The Iran-contra affair involved an attempt by the National Security Council (NSC) of the Ronald Reagan administration to circumvent congressional limita- tions on aid to the contras (Nicaraguan guerrillas) and to secure the release of U.S. hostages held in the Middle East through the sale of arms to Iran. The revelation of this attempt undercut the popularity of the president and led to the indictment of several aides. The affair arose from parallel events in Central America and the Middle East. In Central America, the Reagan administration was supporting the contras, an amalgam of individuals and groups who opposed the Sandinista regime in Nicaragua. Despite a reputation for ineffectiveness and drug dealing, the contras were considered by the Reagan administration to be the best alternative to the Marxist Sandinistas. Congress passed the Boland Amendment in 1982, which prohibited funding for the “overthrow of the government of Nicaragua.” The amendment allowed humanitarian aid but specifically prohibited covert aid by the Central Intelligence Agency (CIA).
At the same time in the Middle East, terrorist organizations such as Islamic Jihad were increasing their harassment of U.S. citizens in response to the Israeli invasion of Lebanon and the U.S. organization of a United Nations peacekeeping force in Beirut. Over a dozen U.S. citizens were kidnapped and taken hostage between 1982 and 1984. The Reagan administration responded to this provocation by vowing never to negotiate with terrorists, while blaming the Iranians for supporting these organizations.

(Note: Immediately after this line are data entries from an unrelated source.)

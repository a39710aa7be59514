//! This module provides a high-level, user-friendly API for applying spectral
//! filters to signals living on the vertices of a [`Graph`].
//!
//! Two interchangeable strategies are offered through [`FilterMethod`]:
//!
//! - **Exact**: `U diag(h(e)) Uᵗ f`, which requires the Fourier basis and costs
//!   O(N²) per signal once the O(N³) eigendecomposition is available.
//! - **Chebyshev**: a polynomial of order `m` in the sparse Laplacian, costing
//!   O(m · nnz(L)) per signal and never forming the eigendecomposition.

use crate::{
    error::{GspError, configuration, dimension_mismatch},
    filters::{
        DEFAULT_CHEBY_ORDER, FilterBank, SpectralKernel, apply_cheby_filter,
        compute_cheby_coefficients,
    },
    graph::Graph,
    matrix::{Scalar, narrow, widen},
};
use faer::{Mat, MatRef};

/// How a spectral kernel is applied to a signal.
#[derive(Debug, Clone, Copy, PartialEq, Eq)]
pub enum FilterMethod {
    /// Through the Fourier basis. The graph must hold a computed basis.
    Exact,
    /// Through a Chebyshev polynomial of the given order. The graph must hold
    /// a computed Laplacian; `lmax` is taken from the basis when available
    /// and estimated otherwise.
    Chebyshev { order: usize },
}

impl Default for FilterMethod {
    fn default() -> Self {
        FilterMethod::Chebyshev {
            order: DEFAULT_CHEBY_ORDER,
        }
    }
}

/// Applies every kernel of `bank` to the N×Ns signal `f`.
///
/// # Arguments
/// * `graph`: The graph, with the artifacts required by `method` computed.
/// * `bank`: The kernels to apply. Must not be empty.
/// * `f`: The N×Ns signal, real or complex, in single or double precision.
/// * `method`: The filtering strategy.
///
/// # Returns
/// One N×Ns output per kernel, in the precision of `f`.
///
/// # Errors
/// * `Precondition` if the artifacts `method` relies on are missing.
/// * `Configuration` for an empty bank or an order below one.
/// * `DimensionMismatch` if `f` does not have N rows.
pub fn analysis<T: Scalar>(
    graph: &Graph,
    bank: &FilterBank,
    f: MatRef<'_, T>,
    method: FilterMethod,
) -> Result<Vec<Mat<T>>, GspError> {
    if bank.is_empty() {
        return Err(configuration("the filter bank holds no kernel."));
    }
    match method {
        FilterMethod::Exact => graph.fourier_basis()?.filter(bank, f),
        FilterMethod::Chebyshev { order } => {
            let l = graph.laplacian()?;
            if f.nrows() != graph.n_vertices() {
                return Err(dimension_mismatch("vertices", graph.n_vertices(), f.nrows()));
            }
            let lmax = graph.lmax()?;
            if lmax == 0.0 {
                // The Laplacian is zero, so h(L) = h(0) I.
                log::debug!("Spectrum collapsed to zero; filtering reduces to scaling.");
                let signal = widen(f);
                return Ok(bank
                    .kernels()
                    .iter()
                    .map(|kernel| {
                        let gain = kernel.evaluate(0.0);
                        let scaled = Mat::from_fn(signal.nrows(), signal.ncols(), |i, j| {
                            gain * signal[(i, j)]
                        });
                        narrow(scaled.as_ref())
                    })
                    .collect());
            }
            let coeffs = compute_cheby_coefficients(bank, order, lmax)?;
            apply_cheby_filter(l, coeffs.as_ref(), lmax, f)
        }
    }
}

fn single_output<T>(mut outputs: Vec<Mat<T>>) -> Result<Mat<T>, GspError> {
    outputs
        .pop()
        .ok_or_else(|| configuration("filtering produced no output."))
}

/// Filters `f` with a single kernel through the Fourier basis.
pub fn filter_exact<T: Scalar>(
    graph: &Graph,
    kernel: impl SpectralKernel + 'static,
    f: MatRef<'_, T>,
) -> Result<Mat<T>, GspError> {
    single_output(analysis(graph, &FilterBank::single(kernel), f, FilterMethod::Exact)?)
}

/// Filters `f` with a single kernel through a Chebyshev polynomial of order `order`.
pub fn filter_chebyshev<T: Scalar>(
    graph: &Graph,
    kernel: impl SpectralKernel + 'static,
    order: usize,
    f: MatRef<'_, T>,
) -> Result<Mat<T>, GspError> {
    let method = FilterMethod::Chebyshev { order };
    single_output(analysis(graph, &FilterBank::single(kernel), f, method)?)
}

/// Translates every kernel of `bank` to vertex `i`: `√N · h(L) δ_i`.
///
/// The result shows how the kernel spreads around `i` on the graph.
///
/// # Errors
/// Returns `Configuration` if `i` is not a vertex of the graph, plus the
/// errors of [`analysis`].
pub fn localize(
    graph: &Graph,
    bank: &FilterBank,
    i: usize,
    method: FilterMethod,
) -> Result<Vec<Mat<f64>>, GspError> {
    let n = graph.n_vertices();
    if i >= n {
        return Err(configuration(format!(
            "vertex {i} is out of range for a graph of {n} vertices."
        )));
    }
    let scale = (n as f64).sqrt();
    let delta = Mat::from_fn(n, 1, |row, _| if row == i { scale } else { 0.0 });
    analysis(graph, bank, delta.as_ref(), method)
}

#[cfg(test)]
mod tests {
    use super::*;
    use crate::{
        error::GspErrorKind, filters::Heat, laplacian::LaplacianType,
        utils::synthetic::ring_weights,
    };

    fn ring_graph(n: usize) -> Graph {
        let g = Graph::new(ring_weights(n).unwrap(), LaplacianType::Combinatorial).unwrap();
        g.compute_laplacian().unwrap();
        g
    }

    #[test]
    fn test_chebyshev_matches_exact_for_heat_kernel() {
        let g = ring_graph(16);
        let lmax = g.compute_fourier_basis().unwrap().lmax();
        let f = Mat::from_fn(16, 2, |i, j| ((i * (j + 1)) % 5) as f64);

        let heat = Heat::new(2.0, lmax).unwrap();
        let exact = filter_exact(&g, heat, f.as_ref()).unwrap();
        let approx = filter_chebyshev(&g, heat, 30, f.as_ref()).unwrap();
        assert!((&exact - &approx).norm_l2() / exact.norm_l2() < 1e-8);
    }

    #[test]
    fn test_exact_requires_basis() {
        let g = ring_graph(6);
        let f = Mat::<f64>::zeros(6, 1);
        let err = filter_exact(&g, |x: f64| x, f.as_ref()).unwrap_err();
        assert!(matches!(err.kind(), GspErrorKind::Precondition(_)));
    }

    #[test]
    fn test_chebyshev_on_zero_laplacian_scales_signal() {
        let g = Graph::new(ring_weights(5).unwrap(), LaplacianType::None).unwrap();
        g.compute_laplacian().unwrap();
        let f = Mat::from_fn(5, 1, |i, _| i as f64);
        let out = filter_chebyshev(&g, |x: f64| 3.0 + x, 10, f.as_ref()).unwrap();
        assert!((&out - &(Mat::from_fn(5, 1, |i, _| 3.0 * i as f64))).norm_l2() < 1e-15);
    }

    #[test]
    fn test_localized_heat_kernel_peaks_at_vertex() {
        let g = ring_graph(12);
        let lmax = g.compute_fourier_basis().unwrap().lmax();
        let bank = FilterBank::single(Heat::new(5.0, lmax).unwrap());
        let atoms = localize(&g, &bank, 3, FilterMethod::Exact).unwrap();
        let atom = &atoms[0];

        let peak = (0..12).max_by(|&a, &b| atom[(a, 0)].total_cmp(&atom[(b, 0)])).unwrap();
        assert_eq!(peak, 3);
        // By symmetry of the ring, both neighbours receive the same mass.
        assert!((atom[(2, 0)] - atom[(4, 0)]).abs() < 1e-12);
    }

    #[test]
    fn test_localize_rejects_unknown_vertex() {
        let g = ring_graph(4);
        let bank = FilterBank::single(|x: f64| x);
        let err = localize(&g, &bank, 4, FilterMethod::default()).unwrap_err();
        assert!(matches!(err.kind(), GspErrorKind::Configuration(_)));
    }
}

Additionally the Iranians were locked in a war with the Saddam Hussein–led country of Iraq. Running from 1980 to 88, the Iran-Iraq War would be bloody but ultimately inconclusive. In the course of the fighting the Iranians began to run into a significant problem. Most of their military hardware had been purchased from the United States before the 1979 overthrow of the shah. As the war dragged on, Iran began to run short of ammunition and spare parts, which they could not acquire from the United States because of a congressional ban on arms sales to the Iranians stemming from the hostage crisis of 1979–81.

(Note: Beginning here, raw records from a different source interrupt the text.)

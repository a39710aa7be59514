//! Spectral and differential operators for signals on weighted graphs.
//!
//! A graph signal assigns one value (or one row of values) to every vertex of a
//! weighted graph. This crate implements the linear-algebra core needed to
//! process such signals in the spectral domain:
//!
//! - **Laplacians** ([`build_laplacian`]): combinatorial `D - W`, normalized
//!   `I - D^{-1/2} W D^{-1/2}`, or the zero operator, always stored sparse.
//! - **Graph Fourier basis** ([`compute_fourier_basis`]): the full, canonically
//!   ordered and sign-normalized eigendecomposition of the Laplacian, with the
//!   forward and inverse transforms [`gft`] and [`igft`].
//! - **Chebyshev filtering** ([`compute_cheby_coefficients`],
//!   [`apply_cheby_filter`]): polynomial approximation of a spectral kernel
//!   `h(L) f` using only sparse matrix-vector products.
//! - **Gradient and divergence** ([`IncidenceOperator`]): the weighted oriented
//!   incidence matrix `D` and its adjoint, with `Dᵗ D = L`.
//!
//! [`Graph`] ties these together: it owns the adjacency matrix and memoizes each
//! derived artifact in a compute-once cell, invalidated whenever the graph is
//! mutated. [`solvers`] offers the high-level filtering entry points on top of it.
//!
//! Built on the [`faer`] linear algebra framework. All arithmetic is carried out
//! in `f64`; signals may be real or complex, in single or double precision (see
//! [`Scalar`]), and every operation returns the scalar type it received.
//!
//! ## Example Usage
//!
//! The following example builds a ring of eight vertices, computes its Fourier
//! basis, and smooths a spike with a heat kernel, once exactly and once with a
//! Chebyshev polynomial.
//!
//! ```rust
//! use faer::Mat;
//! use graph_spectral::{
//!     Graph, LaplacianType,
//!     filters::Heat,
//!     solvers::{filter_chebyshev, filter_exact},
//!     utils::synthetic::ring_weights,
//! };
//!
//! let graph = Graph::new(ring_weights(8).unwrap(), LaplacianType::Combinatorial).unwrap();
//! graph.compute_laplacian().unwrap();
//! let basis = graph.compute_fourier_basis().unwrap();
//!
//! // The ring spectrum is 2 - 2cos(2πk/8), so lmax = 4.
//! assert!((basis.lmax() - 4.0).abs() < 1e-12);
//!
//! let spike = Mat::from_fn(8, 1, |i, _| if i == 0 { 1.0 } else { 0.0 });
//! let heat = Heat::new(1.0, basis.lmax()).unwrap();
//!
//! let exact = filter_exact(&graph, heat, spike.as_ref()).unwrap();
//! let approx = filter_chebyshev(&graph, heat, 30, spike.as_ref()).unwrap();
//!
//! assert!((&exact - &approx).norm_l2() < 1e-10);
//! ```
//!
//! ## Performance Characteristics
//!
//! The Fourier basis is dense: O(N²) memory and O(N³) time. A warning is logged
//! above 3000 vertices. Chebyshev filtering and the differential operators only
//! touch the stored entries of the sparse matrices, costing O(m · nnz(L)) and
//! O(Ne) per signal column respectively.

// Declare the modules that form the crate's API structure.
pub mod algorithms;
pub mod error;
pub mod filters;
pub mod fourier;
pub mod graph;
pub mod laplacian;
pub mod matrix;
pub mod operators;
pub mod solvers;
pub mod utils;

// Re-export the primary entry points for convenient access.
pub use error::{GspError, GspErrorKind};
pub use filters::{FilterBank, SpectralKernel, apply_cheby_filter, compute_cheby_coefficients};
pub use fourier::{FourierBasis, compute_fourier_basis, gft, igft};
pub use graph::Graph;
pub use laplacian::{LaplacianType, build_laplacian};
pub use matrix::Scalar;
pub use operators::{EdgeSet, IncidenceOperator, build_edge_set, build_gradient};
pub use solvers::FilterMethod;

The NSC, led by National Security Advisor John Poindexter and CIA director William Casey, proposed the following arrangement to the president and his advisers. Through private arms dealers and Israel, the United States would sell arms to the Iranians above cost. In return, the United States expected Iran to pressure the terrorists to free the U.S. hostages. The profits from the arms sales would be secretly diverted to the contras to keep their activities afloat. Reagan approved the idea despite opposition from Secretary of State George Shultz and some dissent from Secretary of Defense Caspar Weinberger.
The first arms shipments took place in 1985, and more were sent in 1986. Despite pressure and apparent promises, only one hostage and the body of a second were released. The money and additional supplies were funneled to the contras until October 1986, when a CIAchartered plane crashed in Nicaragua. Its pilot confessed to running supplies to the contras. On November 3 a Lebanese journal, Al-Shira, revealed the existence of the arms sales to Iran. The Reagan administration acknowledged the existence of the arms sales and contra supplies in a speech by the president on November 13.
Witnesses such as NSC staff member Colonel Oliver North testified before both Congress and the Tower Commission, admitting to the arms sales and funding while portraying the president as a “handsoff” administrator. Reagan’s own appearance before the commission revealed the president’s shaky grasp of details and apparently poor memory of events. In the Tower Commission’s final report, the president’s lack of control over his staff was strongly criticized, but most of the blame for the scandal was placed on the National Security Council and its staff.